Rosemary Apricot Pork Tenderloin Recipe
Serve over cheese polenta
Ingredients
2 pounds pork tenderloin
3 tablespoons olive oil
6 tablespoons finely minced rosemary
6 garlic cloves, minced
Coarsely ground black pepper
1 teaspoon salt
1 cup apricot preserves
3 tablespoons fresh lemon juice
2 garlic cloves, pressed
Instructions
1. Preheat oven to 400F.
2. Brush pork with 1 tablespoon oil; sprinkle with rosemary, garlic, salt and pepper. Heat remaining 2 tablespoons oil in large ovenproof skillet over medium-high heat. Add pork and cook until brown on all sides, turning often, about 5 minutes.
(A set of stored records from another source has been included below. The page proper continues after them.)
#![cfg(feature = "orm-sqlx")]

use futures::TryStreamExt;
use rowscan::{DatabasePool, Scanner, Statement};
use serde::{Deserialize, Serialize};
use serde_json::{Map, Value as JsonValue, json};
use sqlx::sqlite::SqlitePoolOptions;
use std::sync::Arc;

#[derive(Debug, Clone, Default, PartialEq, Serialize, Deserialize)]
struct User {
    id: String,
    name: String,
    age: i64,
}

async fn connect() -> DatabasePool {
    let pool = SqlitePoolOptions::new()
        .max_connections(1)
        .connect("sqlite::memory:")
        .await
        .unwrap();
    sqlx::query(
        "CREATE TABLE users (id TEXT PRIMARY KEY, name TEXT NOT NULL, age INTEGER NOT NULL)",
    )
    .execute(&pool)
    .await
    .unwrap();
    sqlx::query("INSERT INTO users (id, name, age) VALUES ('1', 'A', 18), ('2', 'B', 30)")
        .execute(&pool)
        .await
        .unwrap();
    pool
}

#[tokio::test]
async fn it_fetches_users_from_sqlite() {
    let mut pool = connect().await;
    let scanner = Scanner::default();

    let statement = Statement::new("SELECT id, name, age FROM users WHERE id = ?").bind("2");
    let mut user = User::default();
    scanner
        .fetch_one(&mut pool, &mut user, &statement)
        .await
        .unwrap();
    assert_eq!(user.name, "B");
    assert_eq!(user.age, 30);

    let statement = Statement::new("SELECT id, name, age FROM users WHERE id = ?").bind("9");
    let err = scanner
        .fetch_one(&mut pool, &mut user, &statement)
        .await
        .unwrap_err();
    assert!(rowscan::is_not_found(&err));

    let statement = Statement::new("SELECT id, name, age FROM users ORDER BY id");
    let err = scanner
        .fetch_one(&mut pool, &mut user, &statement)
        .await
        .unwrap_err();
    assert!(err.is_cardinality());

    let mut users = Vec::<Arc<User>>::new();
    scanner
        .fetch_all_by_ref(&mut pool, &mut users, &statement)
        .await
        .unwrap();
    assert_eq!(users.len(), 2);
    assert_eq!(users[0].id, "1");

    let ages = scanner
        .stream_all::<i64, _>(&mut pool, &Statement::new("SELECT age FROM users ORDER BY age"))
        .try_collect::<Vec<_>>()
        .await
        .unwrap();
    assert_eq!(ages, [18, 30]);
}

#[tokio::test]
async fn it_converts_sqlite_rows_into_records() {
    let mut pool = connect().await;
    let statement = Statement::new(
        "SELECT id, age, NULL AS note, '{\"a\":1}' AS extra FROM users WHERE id = '1'",
    );
    let mut record = Map::<String, JsonValue>::new();
    Scanner::default()
        .fetch_one(&mut pool, &mut record, &statement)
        .await
        .unwrap();
    assert_eq!(record.get("age"), Some(&json!(18)));
    assert_eq!(record.get("note"), Some(&JsonValue::Null));
    assert_eq!(record.get("extra"), Some(&json!("{\"a\":1}")));
}

#[derive(Debug, Default, Serialize, Deserialize)]
struct Note {
    id: String,
    body: String,
    tags: Vec<String>,
}

#[tokio::test]
async fn it_keeps_text_columns_as_strings() {
    let mut pool = connect().await;
    sqlx::query("CREATE TABLE notes (id TEXT PRIMARY KEY, body TEXT NOT NULL, tags TEXT)")
        .execute(&pool)
        .await
        .unwrap();
    sqlx::query("INSERT INTO notes (id, body, tags) VALUES ('1', '[1]', '[\"a\", \"b\"]')")
        .execute(&pool)
        .await
        .unwrap();

    let statement = Statement::new("SELECT id, body, tags FROM notes WHERE id = ?").bind("1");
    let mut note = Note::default();
    Scanner::default()
        .fetch_one(&mut pool, &mut note, &statement)
        .await
        .unwrap();
    assert_eq!(note.body, "[1]");
    assert_eq!(note.tags, ["a", "b"]);
}

#[tokio::test]
async fn it_reads_rows_returned_by_updates_in_a_transaction() {
    let pool = connect().await;
    let scanner = Scanner::default();

    let statement =
        Statement::new("UPDATE users SET age = age + 1 WHERE id = ? RETURNING id, name, age")
            .bind("1");
    let mut user = User::default();
    scanner
        .fetch_one_in_txn(&pool, &mut user, &statement)
        .await
        .unwrap();
    assert_eq!(user.age, 19);

    let statement = Statement::new("UPDATE users SET age = 0 RETURNING id, name, age");
    let err = scanner
        .fetch_one_in_txn(&pool, &mut user, &statement)
        .await
        .unwrap_err();
    assert!(err.is_transaction());
    assert!(err.is_cardinality());

    let mut ages = Vec::<i64>::new();
    let mut pool = pool;
    scanner
        .fetch_all(&mut pool, &mut ages, &Statement::new("SELECT age FROM users ORDER BY id"))
        .await
        .unwrap();
    assert_eq!(ages, [19, 30]);
}

#[tokio::test]
async fn it_reports_the_failing_transaction_phase() {
    let pool = connect().await;
    pool.close().await;

    let statement = Statement::new("UPDATE users SET age = 0 WHERE id = '1' RETURNING age");
    let mut age = 0_i64;
    let err = Scanner::default()
        .fetch_one_in_txn(&pool, &mut age, &statement)
        .await
        .unwrap_err();
    assert!(err.is_transaction());
    assert!(!err.is_not_found());
    assert_eq!(err.message(), "fail to run the read-write transaction");
    assert_eq!(
        err.source().map(|err| err.message()),
        Some("fail to begin the transaction")
    );
}
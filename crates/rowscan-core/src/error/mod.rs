//! Tagged errors with source chains.
use crate::SharedString;
use std::{error, fmt};

mod chain;

pub use chain::Chain;

/// Kinds of errors raised while scanning rows.
#[derive(Debug, Clone, Copy, PartialEq, Eq, Hash)]
#[non_exhaustive]
pub enum ErrorKind {
    /// The destination is absent or not mutably accessible.
    InvalidDestination,
    /// The row source failed to produce the next row.
    Source,
    /// A row could not be decoded into the destination type.
    Decode,
    /// A scalar fetch received more than one row.
    Cardinality,
    /// A scalar fetch received no rows.
    NotFound,
    /// A read-write transaction failed.
    Transaction,
}

impl ErrorKind {
    /// Returns the kind as a static string.
    #[inline]
    pub fn as_str(&self) -> &'static str {
        match self {
            Self::InvalidDestination => "invalid destination",
            Self::Source => "source error",
            Self::Decode => "decode error",
            Self::Cardinality => "cardinality error",
            Self::NotFound => "not found",
            Self::Transaction => "transaction error",
        }
    }
}

impl fmt::Display for ErrorKind {
    #[inline]
    fn fmt(&self, f: &mut fmt::Formatter<'_>) -> fmt::Result {
        f.write_str(self.as_str())
    }
}

/// An error type backed by an allocation-optimized string.
#[derive(Debug)]
pub struct Error {
    /// Error kind.
    kind: ErrorKind,
    /// Error message.
    message: SharedString,
    /// Error source.
    source: Option<Box<Error>>,
}

impl Error {
    /// Creates a new instance with the supplied kind and message.
    #[inline]
    pub fn new(kind: ErrorKind, message: impl Into<SharedString>) -> Self {
        Self {
            kind,
            message: message.into(),
            source: None,
        }
    }

    /// Creates a new instance with the supplied kind, message and the error source.
    #[inline]
    pub fn with_source(
        kind: ErrorKind,
        message: impl Into<SharedString>,
        source: impl Into<Error>,
    ) -> Self {
        Self {
            kind,
            message: message.into(),
            source: Some(Box::new(source.into())),
        }
    }

    /// Creates an [`ErrorKind::InvalidDestination`] error.
    #[inline]
    pub fn invalid_destination(message: impl Into<SharedString>) -> Self {
        Self::new(ErrorKind::InvalidDestination, message)
    }

    /// Creates an [`ErrorKind::Decode`] error.
    #[inline]
    pub fn decode(message: impl Into<SharedString>) -> Self {
        Self::new(ErrorKind::Decode, message)
    }

    /// Creates an [`ErrorKind::Cardinality`] error.
    #[inline]
    pub fn cardinality(message: impl Into<SharedString>) -> Self {
        Self::new(ErrorKind::Cardinality, message)
    }

    /// Creates the [`ErrorKind::NotFound`] error returned when no row was found.
    #[inline]
    pub fn not_found() -> Self {
        Self::new(ErrorKind::NotFound, "no row was found")
    }

    /// Returns a new instance with the supplied message and `self` as the error source.
    /// The kind is kept unchanged.
    #[inline]
    pub fn wrap(self, message: impl Into<SharedString>) -> Self {
        Self {
            kind: self.kind,
            message: message.into(),
            source: Some(Box::new(self)),
        }
    }

    /// Returns a new instance with the supplied kind and message,
    /// and `self` as the error source.
    #[inline]
    pub fn wrap_as(self, kind: ErrorKind, message: impl Into<SharedString>) -> Self {
        Self {
            kind,
            message: message.into(),
            source: Some(Box::new(self)),
        }
    }

    /// Returns the kind of the outermost error.
    #[inline]
    pub fn kind(&self) -> ErrorKind {
        self.kind
    }

    /// Returns the error message.
    #[inline]
    pub fn message(&self) -> &str {
        self.message.as_ref()
    }

    /// Returns the source.
    #[inline]
    pub fn source(&self) -> Option<&Error> {
        self.source.as_deref()
    }

    /// Returns the lowest level source of `self`.
    #[inline]
    pub fn root_source(&self) -> &Error {
        self.chain().last().unwrap_or(self)
    }

    /// Returns an iterator of `self` followed by its source errors.
    #[inline]
    pub fn chain(&self) -> Chain<'_> {
        Chain::new(self)
    }

    /// Returns `true` if any error in the chain has the kind.
    #[inline]
    pub fn is(&self, kind: ErrorKind) -> bool {
        self.chain().any(|err| err.kind == kind)
    }

    /// Returns `true` if a scalar fetch found no rows.
    #[inline]
    pub fn is_not_found(&self) -> bool {
        self.is(ErrorKind::NotFound)
    }

    /// Returns `true` if a scalar fetch found more than one row.
    #[inline]
    pub fn is_cardinality(&self) -> bool {
        self.is(ErrorKind::Cardinality)
    }

    /// Returns `true` if the destination was rejected before any row was fetched.
    #[inline]
    pub fn is_invalid_destination(&self) -> bool {
        self.is(ErrorKind::InvalidDestination)
    }

    /// Returns `true` if a row could not be decoded.
    #[inline]
    pub fn is_decode(&self) -> bool {
        self.is(ErrorKind::Decode)
    }

    /// Returns `true` if the row source failed.
    #[inline]
    pub fn is_source(&self) -> bool {
        self.is(ErrorKind::Source)
    }

    /// Returns `true` if a read-write transaction failed.
    #[inline]
    pub fn is_transaction(&self) -> bool {
        self.is(ErrorKind::Transaction)
    }
}

impl<E: error::Error + 'static> From<E> for Error {
    #[inline]
    fn from(err: E) -> Self {
        Self {
            kind: ErrorKind::Source,
            message: err.to_string().into(),
            source: err
                .source()
                .map(|err| Box::new(Self::new(ErrorKind::Source, err.to_string()))),
        }
    }
}

impl fmt::Display for Error {
    #[inline]
    fn fmt(&self, f: &mut fmt::Formatter<'_>) -> fmt::Result {
        let message = &self.message;
        if let Some(source) = &self.source {
            write!(f, "{message}: {source}")
        } else {
            write!(f, "{message}")
        }
    }
}

#[cfg(test)]
mod tests {
    use super::{Error, ErrorKind};

    #[test]
    fn it_keeps_kind_when_wrapping() {
        let err = Error::not_found().wrap("scanning one");
        assert_eq!(err.kind(), ErrorKind::NotFound);
        assert!(err.is_not_found());
        assert_eq!(err.to_string(), "scanning one: no row was found");
        assert_eq!(err.root_source().message(), "no row was found");
    }

    #[test]
    fn it_finds_kinds_through_the_chain() {
        let err = Error::not_found()
            .wrap("scanning one")
            .wrap_as(ErrorKind::Transaction, "fail to run the read-write transaction");
        assert_eq!(err.kind(), ErrorKind::Transaction);
        assert!(err.is_transaction());
        assert!(err.is_not_found());
        assert!(!err.is_cardinality());
        assert_eq!(err.chain().count(), 3);
    }

    #[test]
    fn it_converts_std_errors_into_source_errors() {
        let err = Error::from(std::io::Error::other("connection reset"));
        assert_eq!(err.kind(), ErrorKind::Source);
        assert_eq!(err.message(), "connection reset");
        assert!(err.source().is_none());
    }
}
3. Transfer pan to oven, and roast pork until meat thermometer registers 150F, about 15 minutes.
4. While pork roasts, combine preserves, lemon juice and garlic.
5. Remove pan from oven and brush jam mixture over pork. Let rest 8 minutes. Cut crosswise into 1/4-inch-thick slices. Serve on top of polenta. Drizzle sauce on top. Serves 8.
Recipe by Relish Chef Jon Ashton, “Cozy Winter Dinner,” December 2009.